Enhanced Magic (3.5e Sourcebook)/Advanced Spellcasting
From D&D Wiki
Low Level Spellcasting
Even at low levels spellcasting is aggressive in nature allowing people to do a lot of damage. However once you start getting to higher levels, usually as low as level 9, you start to notice that spells more than 3 levels lower don't have a whole lot of punch. When you manage to get to 6th level spells first level spells aren't really useful anymore let alone when you are able to cast 9th level spells. This section introduces a few rule changes to allow the lower level spells more access and use since they don't pack the punch they used to
First is the idea of limited low level spells. Let’s face it even at level 15 being able to throw a magic missile isn't exactly game changing. So what we do with truly low level spells is you gain the ability to use some at will. How this works is once a magic user is able to cast 6th level spells he may select a number of 0th level spells equal to his primary caster attribute modifier, (base modifier only, no enhancements are added) to use as spell like abilities with unlimited uses per day. This advances one level until the caster reaches maximum spell casting ability (9th level spells) he will be able to use up to third levels spells as spell like abilities. These spell like abilities cannot be modified through feats or metamagic so even if you think fireballs are fun to toss around at will the best they will do is 10d6.

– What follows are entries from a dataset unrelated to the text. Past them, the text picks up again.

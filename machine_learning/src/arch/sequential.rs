use ndarray::{Array2, ArrayView2};

use super::{Model, layers::Dense, loss::LossFn};
use crate::{MlErr, Result, optimization::Optimizer};

/// A sequential model: information flows forward when computing an output and backward when
/// computing the *deltas* of its layers.
#[derive(Clone, Debug, PartialEq)]
pub struct Sequential {
    layers: Vec<Dense>,
}

impl Sequential {
    /// Creates a new `Sequential`.
    ///
    /// # Arguments
    /// * `layers` - The layers the sequential is composed of.
    ///
    /// # Returns
    /// A new `Sequential` instance.
    pub fn new<I>(layers: I) -> Self
    where
        I: IntoIterator<Item = Dense>,
    {
        Self {
            layers: layers.into_iter().collect(),
        }
    }

    /// Offset of each layer's slice inside the flat parameter buffer.
    fn offsets(&self) -> Vec<usize> {
        self.layers
            .iter()
            .scan(0, |acc, layer| {
                let start = *acc;
                *acc += layer.size();
                Some(start)
            })
            .collect()
    }

    fn check_len(&self, what: &'static str, got: usize) -> Result<()> {
        let expected = self.size();
        if got != expected {
            return Err(MlErr::SizeMismatch {
                what,
                got,
                expected,
            });
        }

        Ok(())
    }
}

impl Model for Sequential {
    fn size(&self) -> usize {
        self.layers.iter().map(|layer| layer.size()).sum()
    }

    fn predict(&self, params: &[f64], x: ArrayView2<f64>) -> Result<Array2<f64>> {
        self.check_len("model parameters", params.len())?;

        let mut rest = params;
        let mut a = x.to_owned();
        for layer in &self.layers {
            let (layer_params, tail) = rest.split_at(layer.size());
            rest = tail;
            (_, a) = layer.forward(layer_params, a.view())?;
        }

        Ok(a)
    }

    // NOTE: the returned loss is the average of the losses measured at each batch before its
    // update, not the loss of the final parameters over the whole dataset.
    fn backprop<'a, L, O, I>(
        &self,
        params: &mut [f64],
        grad: &mut [f64],
        loss_fn: &L,
        optimizer: &mut O,
        batches: I,
    ) -> Result<f64>
    where
        L: LossFn,
        O: Optimizer,
        I: Iterator<Item = (ArrayView2<'a, f64>, ArrayView2<'a, f64>)>,
    {
        self.check_len("model parameters", params.len())?;
        self.check_len("model gradient", grad.len())?;

        let offsets = self.offsets();
        let mut total_loss = 0.0;
        let mut num_batches = 0;

        for (x, y) in batches {
            let mut inputs = Vec::with_capacity(self.layers.len());
            let mut sums = Vec::with_capacity(self.layers.len());
            let mut a = x.to_owned();

            for (layer, &start) in self.layers.iter().zip(&offsets) {
                let (z, next) = layer.forward(&params[start..start + layer.size()], a.view())?;
                inputs.push(a);
                sums.push(z);
                a = next;
            }

            if a.dim() != y.dim() {
                return Err(MlErr::SizeMismatch {
                    what: "batch targets",
                    got: y.ncols(),
                    expected: a.ncols(),
                });
            }

            total_loss += loss_fn.loss(a.view(), y);
            num_batches += 1;

            let mut d = loss_fn.loss_prime(a.view(), y);
            for (i, layer) in self.layers.iter().enumerate().rev() {
                let range = offsets[i]..offsets[i] + layer.size();
                d = layer.backward(
                    &params[range.clone()],
                    &mut grad[range],
                    inputs[i].view(),
                    sums[i].view(),
                    d,
                )?;
            }

            optimizer.update_params(params, grad);
        }

        if num_batches == 0 {
            return Ok(0.0);
        }

        Ok(total_loss / num_batches as f64)
    }
}
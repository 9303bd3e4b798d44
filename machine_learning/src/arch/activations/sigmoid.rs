use serde::{Deserialize, Serialize};

/// Logistic activation scaled by `amp`, so its image is `(0, amp)`.
#[derive(Clone, Copy, Debug, PartialEq, Serialize, Deserialize)]
pub struct Sigmoid {
    amp: f64,
}

impl Sigmoid {
    pub fn new(amp: f64) -> Self {
        Self { amp }
    }

    pub fn f(&self, z: f64) -> f64 {
        self.amp / (1. + (-z).exp())
    }

    pub fn df(&self, z: f64) -> f64 {
        let amp = self.amp;

        (amp * (-z).exp()) / ((-z).exp() + 1.).powi(2)
    }
}

impl Default for Sigmoid {
    fn default() -> Self {
        Self::new(1.)
    }
}
mod basic;
mod dense;

pub use basic::BasicLayer;
pub use dense::Dense;
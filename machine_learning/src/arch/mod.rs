pub mod activations;
pub mod layers;
pub mod loss;
mod model;
mod sequential;

pub use model::Model;
pub use sequential::Sequential;
mod backpropagation;
mod strategy;

pub use backpropagation::Backpropagation;
pub use strategy::TrainStrategy;
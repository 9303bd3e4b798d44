use std::{fmt, path::Path};

use log::{debug, info, warn};
use machine_learning::{Network, training::TrainStrategy};
use rand::{SeedableRng, rngs::StdRng};

use crate::{
    error::{NetworkError, Result},
    persist::{self, ArtifactPaths},
    topology::{LayerSpec, TopologyKind, TopologyPolicy, TopologySpec},
};

/// Training stops once the error is at or below this value, unless told otherwise.
pub const DEFAULT_MAX_ERROR: f64 = 0.1;

/// When to stop training.
#[derive(Debug, Clone, Copy, PartialEq)]
pub struct TrainingLimits {
    max_error: f64,
    max_iterations: usize,
}

impl TrainingLimits {
    /// Creates new `TrainingLimits`. A `max_iterations` of 0 means no cap.
    ///
    /// # Errors
    /// `InvalidMaxError` unless `max_error > 0`.
    pub fn new(max_error: f64, max_iterations: usize) -> Result<Self> {
        if !(max_error > 0.0) {
            return Err(NetworkError::InvalidMaxError(max_error));
        }

        Ok(Self {
            max_error,
            max_iterations,
        })
    }

    pub fn max_error(&self) -> f64 {
        self.max_error
    }

    pub fn max_iterations(&self) -> usize {
        self.max_iterations
    }
}

impl Default for TrainingLimits {
    fn default() -> Self {
        Self {
            max_error: DEFAULT_MAX_ERROR,
            max_iterations: 0,
        }
    }
}

/// The outcome of a call to `NeuralNetwork::train`.
#[derive(Debug, Clone, Copy, PartialEq)]
pub struct TrainReport {
    pub iterations: usize,
    pub error: f64,
    /// Whether the error reached the max error before running out of iterations.
    pub converged: bool,
}

/// Mean squared error between the expected and the obtained values.
///
/// # Errors
/// `DimensionMismatch` if the slices have different lengths, `EmptyInput` if both are empty.
pub fn mean_squared_error(ideal: &[f64], output: &[f64]) -> Result<f64> {
    if ideal.len() != output.len() {
        return Err(NetworkError::DimensionMismatch {
            what: "output",
            got: output.len(),
            expected: ideal.len(),
        });
    }

    if ideal.is_empty() {
        return Err(NetworkError::EmptyInput);
    }

    let sum: f64 = ideal
        .iter()
        .zip(output)
        .map(|(i, o)| (i - o).powi(2))
        .sum();

    Ok(sum / ideal.len() as f64)
}

/// A feed-forward network together with the topology it was built from, the limits used to train
/// it and the error it reached.
#[derive(Debug, Clone)]
pub struct NeuralNetwork {
    topology: TopologySpec,
    network: Network,
    limits: TrainingLimits,
    train_error: f64,
    trained_with: Option<&'static str>,
}

impl NeuralNetwork {
    /// Builds a network with randomly initialized weights.
    ///
    /// # Arguments
    /// * `input_count` - Number of input units.
    /// * `hidden_sizes` - Number of units on each hidden layer, in order.
    /// * `policy` - How the layers are laid out.
    pub fn new(input_count: usize, hidden_sizes: &[usize], policy: TopologyPolicy) -> Result<Self> {
        let topology = policy.build(input_count, hidden_sizes)?;
        let network = Network::new(topology.to_basic_layers())?;
        Ok(Self::from_parts(topology, network))
    }

    /// Same as `new` with weights drawn from a generator seeded with `seed`.
    pub fn with_seed(
        input_count: usize,
        hidden_sizes: &[usize],
        policy: TopologyPolicy,
        seed: u64,
    ) -> Result<Self> {
        let topology = policy.build(input_count, hidden_sizes)?;
        let mut rng = StdRng::seed_from_u64(seed);
        let network = Network::with_rng(topology.to_basic_layers(), &mut rng)?;
        Ok(Self::from_parts(topology, network))
    }

    /// A replicator network: as many outputs as inputs and three hidden layers.
    pub fn replicator(input_count: usize, hidden_sizes: &[usize]) -> Result<Self> {
        Self::new(input_count, hidden_sizes, TopologyPolicy::Replicator)
    }

    /// A standard network with sigmoid activations and bias units on every layer.
    pub fn standard(input_count: usize, hidden_sizes: &[usize], output_count: usize) -> Result<Self> {
        Self::new(
            input_count,
            hidden_sizes,
            TopologyPolicy::standard(output_count),
        )
    }

    fn from_parts(topology: TopologySpec, network: Network) -> Self {
        info!(
            "built {:?} network {topology} with {} parameters",
            topology.kind(),
            network.params().len()
        );

        Self {
            topology,
            network,
            limits: TrainingLimits::default(),
            train_error: 0.0,
            trained_with: None,
        }
    }

    pub fn num_inputs(&self) -> usize {
        self.topology.input_count()
    }

    pub fn num_outputs(&self) -> usize {
        self.topology.output_count()
    }

    pub fn hidden_layers(&self) -> Vec<usize> {
        self.topology.hidden_sizes()
    }

    pub fn topology(&self) -> &TopologySpec {
        &self.topology
    }

    pub fn kind(&self) -> TopologyKind {
        self.topology.kind()
    }

    /// The underlying engine network.
    pub fn network(&self) -> &Network {
        &self.network
    }

    pub fn limits(&self) -> TrainingLimits {
        self.limits
    }

    pub fn set_limits(&mut self, limits: TrainingLimits) {
        self.limits = limits;
    }

    /// # Errors
    /// `InvalidMaxError` unless `max_error > 0`.
    pub fn set_max_error(&mut self, max_error: f64) -> Result<()> {
        self.limits = TrainingLimits::new(max_error, self.limits.max_iterations)?;
        Ok(())
    }

    pub fn max_error(&self) -> f64 {
        self.limits.max_error
    }

    /// Caps the amount of iterations `train` runs, 0 removes the cap.
    pub fn set_max_iterations(&mut self, max_iterations: usize) {
        self.limits.max_iterations = max_iterations;
    }

    pub fn max_iterations(&self) -> usize {
        self.limits.max_iterations
    }

    /// The error reached by the last training, or the one stored with a loaded network.
    pub fn train_error(&self) -> f64 {
        self.train_error
    }

    /// Feeds `input` to the network and returns the values of the output units.
    ///
    /// # Errors
    /// `InputSizeMismatch` unless there's exactly one value per input unit.
    pub fn compute(&self, input: &[f64]) -> Result<Vec<f64>> {
        if input.len() != self.num_inputs() {
            return Err(NetworkError::InputSizeMismatch {
                got: input.len(),
                expected: self.num_inputs(),
            });
        }

        Ok(self.network.compute(input)?)
    }

    /// Mean squared error between `ideal` and `output`.
    pub fn calculate_error(&self, ideal: &[f64], output: &[f64]) -> Result<f64> {
        mean_squared_error(ideal, output)
    }

    /// Runs `strategy` until the error is at or below the max error or the max iterations are
    /// reached. The last error is recorded as the training error.
    pub fn train<S>(&mut self, strategy: &mut S) -> Result<TrainReport>
    where
        S: TrainStrategy + ?Sized,
    {
        let TrainingLimits {
            max_error,
            max_iterations,
        } = self.limits;

        info!(
            "training with {} until error <= {max_error} ({} iterations max)",
            strategy.name(),
            if max_iterations == 0 {
                "no".to_string()
            } else {
                max_iterations.to_string()
            }
        );

        let mut iterations = 0;
        let converged = loop {
            strategy.iteration(&mut self.network)?;
            iterations += 1;
            self.trained_with = Some(strategy.name());
            self.update_train_error(strategy);
            debug!("iteration {iterations}: error {}", self.train_error);

            if self.train_error <= max_error {
                break true;
            }

            if !self.train_error.is_finite() {
                warn!("training diverged at iteration {iterations}");
                break false;
            }

            if max_iterations != 0 && iterations >= max_iterations {
                break false;
            }
        };

        info!(
            "training stopped after {iterations} iteration(s) with error {} (converged: {converged})",
            self.train_error
        );

        Ok(TrainReport {
            iterations,
            error: self.train_error,
            converged,
        })
    }

    /// Records the last error measured by `strategy` as the training error.
    pub fn update_train_error<S>(&mut self, strategy: &S)
    where
        S: TrainStrategy + ?Sized,
    {
        self.train_error = strategy.error();
    }

    pub fn summary(&self) -> NetworkSummary {
        NetworkSummary {
            num_inputs: self.num_inputs(),
            hidden_layers: self.hidden_layers(),
            num_outputs: self.num_outputs(),
            max_error: self.max_error(),
            max_iterations: self.max_iterations(),
            train_error: self.train_error,
            trained_with: self.trained_with,
        }
    }

    /// Logs the current configuration.
    pub fn inspect(&self) {
        for line in self.summary().to_string().lines() {
            info!("{line}");
        }
    }

    /// Saves the network to `<base>.network` and the training error to `<base>.training`.
    pub fn save<P: AsRef<Path>>(&self, base: P) -> Result<()> {
        let paths = ArtifactPaths::new(base);
        self.network.save(&paths.network)?;
        persist::write_training_error(&paths.training, self.train_error)?;

        info!(
            "saved network to {} and {}",
            paths.network.display(),
            paths.training.display()
        );
        Ok(())
    }

    /// Loads a network saved with `save`. The training limits are reset to their defaults.
    pub fn load<P: AsRef<Path>>(base: P) -> Result<Self> {
        let paths = ArtifactPaths::new(base);
        let network = Network::load(&paths.network)?;
        let layers = network.layers().iter().map(LayerSpec::from).collect();
        let topology = TopologySpec::from_layers(layers)?;
        let train_error = persist::read_training_error(&paths.training)?;

        info!(
            "loaded {:?} network {topology} from {}",
            topology.kind(),
            paths.network.display()
        );

        Ok(Self {
            topology,
            network,
            limits: TrainingLimits::default(),
            train_error,
            trained_with: None,
        })
    }
}

/// A snapshot of a network's configuration, for display.
#[derive(Debug, Clone, PartialEq)]
pub struct NetworkSummary {
    pub num_inputs: usize,
    pub hidden_layers: Vec<usize>,
    pub num_outputs: usize,
    pub max_error: f64,
    pub max_iterations: usize,
    pub train_error: f64,
    pub trained_with: Option<&'static str>,
}

impl fmt::Display for NetworkSummary {
    fn fmt(&self, f: &mut fmt::Formatter<'_>) -> fmt::Result {
        let hidden: Vec<String> = self.hidden_layers.iter().map(|h| h.to_string()).collect();

        writeln!(f, "NumInputs = {}", self.num_inputs)?;
        writeln!(f, "Hidden layers = {}", hidden.join("-"))?;
        writeln!(f, "NumOutputs = {}", self.num_outputs)?;
        writeln!(f, "MaxError = {}", self.max_error)?;
        writeln!(f, "MaxIterations = {}", self.max_iterations)?;

        if self.train_error > 0.0 {
            writeln!(f, "TrainError = {}", self.train_error)?;
        }

        if let Some(name) = self.trained_with {
            writeln!(f, "Training = {name}")?;
        }

        Ok(())
    }
}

Also for any spell that is more than 4 levels lower than the highest spell cast by a mage sees a reduction of 1 to all metamagic enhancements to a minimum of 1 per enhancement (I don't know about anyone else but I doubt a 10th level slot needed to make a quickened, maximized and empowered magic missile (38 force damage) would ever be considered well spent.) This allows the mage to put a slight edge on his effects and makes them more viable when he runs out of his treasured high level spells that are used to get the party out of tough binds.
In addition to the spell like abilities the caster also gains one spell as a permanent effect every four levels. These spells may be taken from the following lists, and anything not on this list would need to be based on DMs approval. The easiest way to determine whether or not a specific spell would be suitable you can run it through the following test: does it have a duration longer than instant? Is it a spell that is cast on yourself only? Does a component of the spell not make sense with this rule (i.e. when would stoneskin regenerate?) As long as these questions are answered and the DM approves move ahead.
Not that all of these tend to be non combat related and this is for a good reason. A permanently blurred individual would draw a lot of attention wherever they visited. A person continuously blinking in and out would find a normal conversation impossible, and someone permanently under the effects of haste would age rapidly to death.
Wizards/Sorcerer suggested permanent spells
- Level 0= Resistance, Detect Magic, Read Magic, Detect Poison
- Level 1= Endure Elements, Shield, Mage Armor, Comprehend Languages, Floating Disc, Feather Fall, Jump
- Level 2= Resist Energy, Detect Thoughts, See Invisibility, Bear's Endurance, Bull's Strength, Cat's Grace, Darkvision, Eagle's Splendor, Fox's Cunning, Owl's Wisdom, Spider Climb
- Level 3= Tongues, Arcane Sight, Fly, Water Breathing
Cleric suggested permanent spells
- Level 0=
- Level 1=
- Level 2=
- Level 3=
Options for Magic
As noted above this is all based off of standard spell casting rules and doesn't use the idea of magic points instead of a base spell list. If you decide to use the magic points system (much like psionic points) then the above sections change drastically. The reason these change is because with the spell point system you are not limited by lower spell level slots and in theory you could choose to have nothing below the 8th level prepared. Giving this setup additional spells for free as a spell like effect would be a complete waste since they are unlikely to use up the spells that will damage their enemies greatly each day. The permanent magical effect is still useful however and would be acceptable since these are all passive bonuses to the mage, not active combat bonuses.
If you decide that the variant rule for spell points is right for your campaign remember that it does not limit the individual to which spells they must take in a day.
While these corrections are all suggested to make the classes more viable the most direct and simple fix is in fact already in existence. The spell point system allows the individual to divide his options so he won't be dealing with low level spells at higher levels, instead you will have slightly less spells overall but all will be higher level and thus able to maintain power. However prior to the warrior revamp this was actually unwieldy since it afforded the mage far more power than a like level fighting variant. With the creation of the Races of War sourcebook the warriors’ power level is significantly increased and allows for this method to be implemented without skewing the power base severely. When utilizing the power point system, the permanent spell effect simply eliminates the requirement to continuously cast spells that would be a nuisance to track and does not overpower the character. With the additional spell abilities the concept of having fall back spells you could use at will no longer becomes a concern as the high level abilities should not run out. For full details on the power point options see the unearthed arcana spell points system.